■ Task statement: Would you transcribe the records word for word, please?
The data below:
//! Time sources. The controller never reads the wall clock directly; it
//! goes through [`Clock`] so tests can drive time deterministically.

use std::sync::atomic::{AtomicU64, Ordering};
use std::sync::Arc;

use crate::UnixTimeMs;

pub trait Clock: Send + Sync {
    fn now(&self) -> UnixTimeMs;
}

/// Wall-clock time.
#[derive(Debug, Clone, Copy, Default)]
pub struct SystemClock;

impl Clock for SystemClock {
    fn now(&self) -> UnixTimeMs {
        UnixTimeMs::now()
    }
}

/// Wall-clock epoch captured once, advanced by the runtime's monotonic clock.
/// Under a paused test runtime this follows the mock clock, so timestamps and
/// timers stay coherent.
#[derive(Debug, Clone, Copy)]
pub struct MonotonicClock {
    base_ms: u64,
    started: tokio::time::Instant,
}

impl MonotonicClock {
    #[must_use]
    pub fn new() -> Self {
        Self {
            base_ms: UnixTimeMs::now().0,
            started: tokio::time::Instant::now(),
        }
    }
}

impl Default for MonotonicClock {
    fn default() -> Self {
        Self::new()
    }
}

impl Clock for MonotonicClock {
    fn now(&self) -> UnixTimeMs {
        let elapsed = self.started.elapsed().as_millis() as u64;
        UnixTimeMs(self.base_ms.saturating_add(elapsed))
    }
}

/// Hand-cranked clock for tests.
#[derive(Debug, Clone, Default)]
pub struct ManualClock {
    now_ms: Arc<AtomicU64>,
}

impl ManualClock {
    #[must_use]
    pub fn new(start_ms: u64) -> Self {
        Self {
            now_ms: Arc::new(AtomicU64::new(start_ms)),
        }
    }

    pub fn advance(&self, ms: u64) {
        self.now_ms.fetch_add(ms, Ordering::SeqCst);
    }

    pub fn set(&self, ms: u64) {
        self.now_ms.store(ms, Ordering::SeqCst);
    }
}

impl Clock for ManualClock {
    fn now(&self) -> UnixTimeMs {
        UnixTimeMs(self.now_ms.load(Ordering::SeqCst))
    }
}

#[cfg(test)]
mod tests {
    use super::*;

    #[test]
    fn manual_clock_advances() {
        let clock = ManualClock::new(1_000);
        assert_eq!(clock.now(), UnixTimeMs(1_000));
        clock.advance(250);
        assert_eq!(clock.now(), UnixTimeMs(1_250));
        clock.set(99);
        assert_eq!(clock.now(), UnixTimeMs(99));
    }

    #[test]
    fn shared_handles_see_the_same_time() {
        let clock = ManualClock::new(0);
        let other = clock.clone();
        clock.advance(42);
        assert_eq!(other.now(), UnixTimeMs(42));
    }

    #[test]
    fn system_clock_reads_the_epoch() {
        // Anything after 2020 is good enough to prove it is not zeroed.
        assert!(SystemClock.now().0 > 1_577_836_800_000);
    }
}
//! Cancellable one-shot timers, polled with explicit timestamps.
//!
//! Every time-based behaviour in the core (resize debouncing, long-press
//! detection) is built on [`DeadlineTimer`] rather than ad hoc closures over
//! runtime timer handles, so tests can drive the clock deterministically.

use crate::UnixTimeMs;

/// A fire-once deadline. Arming replaces any previous deadline; firing or
/// cancelling disarms it.
#[derive(Debug, Clone, Copy, Default, PartialEq, Eq)]
pub struct DeadlineTimer {
    deadline: Option<UnixTimeMs>,
}

impl DeadlineTimer {
    #[must_use]
    pub const fn idle() -> Self {
        Self { deadline: None }
    }

    pub fn arm(&mut self, now: UnixTimeMs, delay_ms: u64) {
        self.deadline = Some(now.add_millis(delay_ms));
    }

    pub fn cancel(&mut self) {
        self.deadline = None;
    }

    #[must_use]
    pub const fn is_armed(&self) -> bool {
        self.deadline.is_some()
    }

    #[must_use]
    pub const fn deadline(&self) -> Option<UnixTimeMs> {
        self.deadline
    }

    /// Returns `true` exactly once, on the first poll at or past the
    /// deadline. The timer disarms itself when it fires.
    pub fn fire(&mut self, now: UnixTimeMs) -> bool {
        match self.deadline {
            Some(deadline) if now >= deadline => {
                self.deadline = None;
                true
            }
            _ => false,
        }
    }
}

/// Trailing-edge debouncer: bursts of submissions collapse into the last
/// value, released once `delay_ms` passes without a newer submission.
#[derive(Debug, Clone)]
pub struct Debouncer<T> {
    delay_ms: u64,
    timer: DeadlineTimer,
    pending: Option<T>,
}

impl<T> Debouncer<T> {
    #[must_use]
    pub const fn new(delay_ms: u64) -> Self {
        Self {
            delay_ms,
            timer: DeadlineTimer::idle(),
            pending: None,
        }
    }

    /// Stores `value` and restarts the quiet-period timer.
    pub fn submit(&mut self, value: T, now: UnixTimeMs) {
        self.pending = Some(value);
        self.timer.arm(now, self.delay_ms);
    }

    /// Releases the pending value if the quiet period has elapsed.
    pub fn poll(&mut self, now: UnixTimeMs) -> Option<T> {
        if self.timer.fire(now) {
            self.pending.take()
        } else {
            None
        }
    }

    pub fn cancel(&mut self) {
        self.timer.cancel();
        self.pending = None;
    }

    #[must_use]
    pub const fn has_pending(&self) -> bool {
        self.pending.is_some()
    }
}

#[cfg(test)]
mod tests {
    use super::*;

    #[test]
    fn deadline_fires_exactly_once() {
        let mut timer = DeadlineTimer::idle();
        timer.arm(UnixTimeMs(1_000), 500);

        assert!(!timer.fire(UnixTimeMs(1_499)));
        assert!(timer.fire(UnixTimeMs(1_500)));
        assert!(!timer.fire(UnixTimeMs(2_000)));
        assert!(!timer.is_armed());
    }

    #[test]
    fn cancel_disarms() {
        let mut timer = DeadlineTimer::idle();
        timer.arm(UnixTimeMs(0), 100);
        timer.cancel();
        assert!(!timer.fire(UnixTimeMs(10_000)));
    }

    #[test]
    fn rearming_replaces_deadline() {
        let mut timer = DeadlineTimer::idle();
        timer.arm(UnixTimeMs(0), 100);
        timer.arm(UnixTimeMs(50), 100);
        assert!(!timer.fire(UnixTimeMs(120)));
        assert!(timer.fire(UnixTimeMs(150)));
    }

    #[test]
    fn debounce_collapses_burst_to_last_value() {
        let mut debounce = Debouncer::new(100);
        for i in 0u32..50 {
            debounce.submit(i, UnixTimeMs(u64::from(i)));
        }
        // Quiet period starts at the last submission (t=49).
        assert_eq!(debounce.poll(UnixTimeMs(148)), None);
        assert_eq!(debounce.poll(UnixTimeMs(149)), Some(49));
        assert_eq!(debounce.poll(UnixTimeMs(10_000)), None);
    }

    #[test]
    fn debounce_cancel_drops_pending() {
        let mut debounce = Debouncer::new(100);
        debounce.submit(7u32, UnixTimeMs(0));
        debounce.cancel();
        assert_eq!(debounce.poll(UnixTimeMs(1_000)), None);
        assert!(!debounce.has_pending());
    }
}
End of The data.
■ Reply to the exercise:
//! Time sources. The controller never reads the wall clock directly; it
//! goes through [`Clock`] so tests can drive time deterministically.

use std::sync::atomic::{AtomicU64, Ordering};
use std::sync::Arc;

use crate::UnixTimeMs;

pub trait Clock: Send + Sync {
    fn now(&self) -> UnixTimeMs;
}

/// Wall-clock time.
#[derive(Debug, Clone, Copy, Default)]
pub struct SystemClock;

impl Clock for SystemClock {
    fn now(&self) -> UnixTimeMs {
        UnixTimeMs::now()
    }
}

/// Wall-clock epoch captured once, advanced by the runtime's monotonic clock.
/// Under a paused test runtime this follows the mock clock, so timestamps and
/// timers stay coherent.
#[derive(Debug, Clone, Copy)]
pub struct MonotonicClock {
    base_ms: u64,
    started: tokio::time::Instant,
}

impl MonotonicClock {
    #[must_use]
    pub fn new() -> Self {
        Self {
            base_ms: UnixTimeMs::now().0,
            started: tokio::time::Instant::now(),
        }
    }
}

impl Default for MonotonicClock {
    fn default() -> Self {
        Self::new()
    }
}

impl Clock for MonotonicClock {
    fn now(&self) -> UnixTimeMs {
        let elapsed = self.started.elapsed().as_millis() as u64;
        UnixTimeMs(self.base_ms.saturating_add(elapsed))
    }
}

/// Hand-cranked clock for tests.
#[derive(Debug, Clone, Default)]
pub struct ManualClock {
    now_ms: Arc<AtomicU64>,
}

impl ManualClock {
    #[must_use]
    pub fn new(start_ms: u64) -> Self {
        Self {
            now_ms: Arc::new(AtomicU64::new(start_ms)),
        }
    }

    pub fn advance(&self, ms: u64) {
        self.now_ms.fetch_add(ms, Ordering::SeqCst);
    }

    pub fn set(&self, ms: u64) {
        self.now_ms.store(ms, Ordering::SeqCst);
    }
}

impl Clock for ManualClock {
    fn now(&self) -> UnixTimeMs {
        UnixTimeMs(self.now_ms.load(Ordering::SeqCst))
    }
}

#[cfg(test)]
mod tests {
    use super::*;

    #[test]
    fn manual_clock_advances() {
        let clock = ManualClock::new(1_000);
        assert_eq!(clock.now(), UnixTimeMs(1_000));
        clock.advance(250);
        assert_eq!(clock.now(), UnixTimeMs(1_250));
        clock.set(99);
        assert_eq!(clock.now(), UnixTimeMs(99));
    }

    #[test]
    fn shared_handles_see_the_same_time() {
        let clock = ManualClock::new(0);
        let other = clock.clone();
        clock.advance(42);
        assert_eq!(other.now(), UnixTimeMs(42));
    }

    #[test]
    fn system_clock_reads_the_epoch() {
        // Anything after 2020 is good enough to prove it is not zeroed.
        assert!(SystemClock.now().0 > 1_577_836_800_000);
    }
}
//! Cancellable one-shot timers, polled with explicit timestamps.
//!
//! Every time-based behaviour in the core (resize debouncing, long-press
//! detection) is built on [`DeadlineTimer`] rather than ad hoc closures over
//! runtime timer handles, so tests can drive the clock deterministically.

use crate::UnixTimeMs;

/// A fire-once deadline. Arming replaces any previous deadline; firing or
/// cancelling disarms it.
#[derive(Debug, Clone, Copy, Default, PartialEq, Eq)]
pub struct DeadlineTimer {
    deadline: Option<UnixTimeMs>,
}

impl DeadlineTimer {
    #[must_use]
    pub const fn idle() -> Self {
        Self { deadline: None }
    }

    pub fn arm(&mut self, now: UnixTimeMs, delay_ms: u64) {
        self.deadline = Some(now.add_millis(delay_ms));
    }

    pub fn cancel(&mut self) {
        self.deadline = None;
    }

    #[must_use]
    pub const fn is_armed(&self) -> bool {
        self.deadline.is_some()
    }

    #[must_use]
    pub const fn deadline(&self) -> Option<UnixTimeMs> {
        self.deadline
    }

    /// Returns `true` exactly once, on the first poll at or past the
    /// deadline. The timer disarms itself when it fires.
    pub fn fire(&mut self, now: UnixTimeMs) -> bool {
        match self.deadline {
            Some(deadline) if now >= deadline => {
                self.deadline = None;
                true
            }
            _ => false,
        }
    }
}

/// Trailing-edge debouncer: bursts of submissions collapse into the last
/// value, released once `delay_ms` passes without a newer submission.
#[derive(Debug, Clone)]
pub struct Debouncer<T> {
    delay_ms: u64,
    timer: DeadlineTimer,
    pending: Option<T>,
}

impl<T> Debouncer<T> {
    #[must_use]
    pub const fn new(delay_ms: u64) -> Self {
        Self {
            delay_ms,
            timer: DeadlineTimer::idle(),
            pending: None,
        }
    }

    /// Stores `value` and restarts the quiet-period timer.
    pub fn submit(&mut self, value: T, now: UnixTimeMs) {
        self.pending = Some(value);
        self.timer.arm(now, self.delay_ms);
    }

    /// Releases the pending value if the quiet period has elapsed.
    pub fn poll(&mut self, now: UnixTimeMs) -> Option<T> {
        if self.timer.fire(now) {
            self.pending.take()
        } else {
            None
        }
    }

    pub fn cancel(&mut self) {
        self.timer.cancel();
        self.pending = None;
    }

    #[must_use]
    pub const fn has_pending(&self) -> bool {
        self.pending.is_some()
    }
}

#[cfg(test)]
mod tests {
    use super::*;

    #[test]
    fn deadline_fires_exactly_once() {
        let mut timer = DeadlineTimer::idle();
        timer.arm(UnixTimeMs(1_000), 500);

        assert!(!timer.fire(UnixTimeMs(1_499)));
        assert!(timer.fire(UnixTimeMs(1_500)));
        assert!(!timer.fire(UnixTimeMs(2_000)));
        assert!(!timer.is_armed());
    }

    #[test]
    fn cancel_disarms() {
        let mut timer = DeadlineTimer::idle();
        timer.arm(UnixTimeMs(0), 100);
        timer.cancel();
        assert!(!timer.fire(UnixTimeMs(10_000)));
    }

    #[test]
    fn rearming_replaces_deadline() {
        let mut timer = DeadlineTimer::idle();
        timer.arm(UnixTimeMs(0), 100);
        timer.arm(UnixTimeMs(50), 100);
        assert!(!timer.fire(UnixTimeMs(120)));
        assert!(timer.fire(UnixTimeMs(150)));
    }

    #[test]
    fn debounce_collapses_burst_to_last_value() {
        let mut debounce = Debouncer::new(100);
        for i in 0u32..50 {
            debounce.submit(i, UnixTimeMs(u64::from(i)));
        }
        // Quiet period starts at the last submission (t=49).
        assert_eq!(debounce.poll(UnixTimeMs(148)), None);
        assert_eq!(debounce.poll(UnixTimeMs(149)), Some(49));
        assert_eq!(debounce.poll(UnixTimeMs(10_000)), None);
    }

    #[test]
    fn debounce_cancel_drops_pending() {
        let mut debounce = Debouncer::new(100);
        debounce.submit(7u32, UnixTimeMs(0));
        debounce.cancel();
        assert_eq!(debounce.poll(UnixTimeMs(1_000)), None);
        assert!(!debounce.has_pending());
    }
}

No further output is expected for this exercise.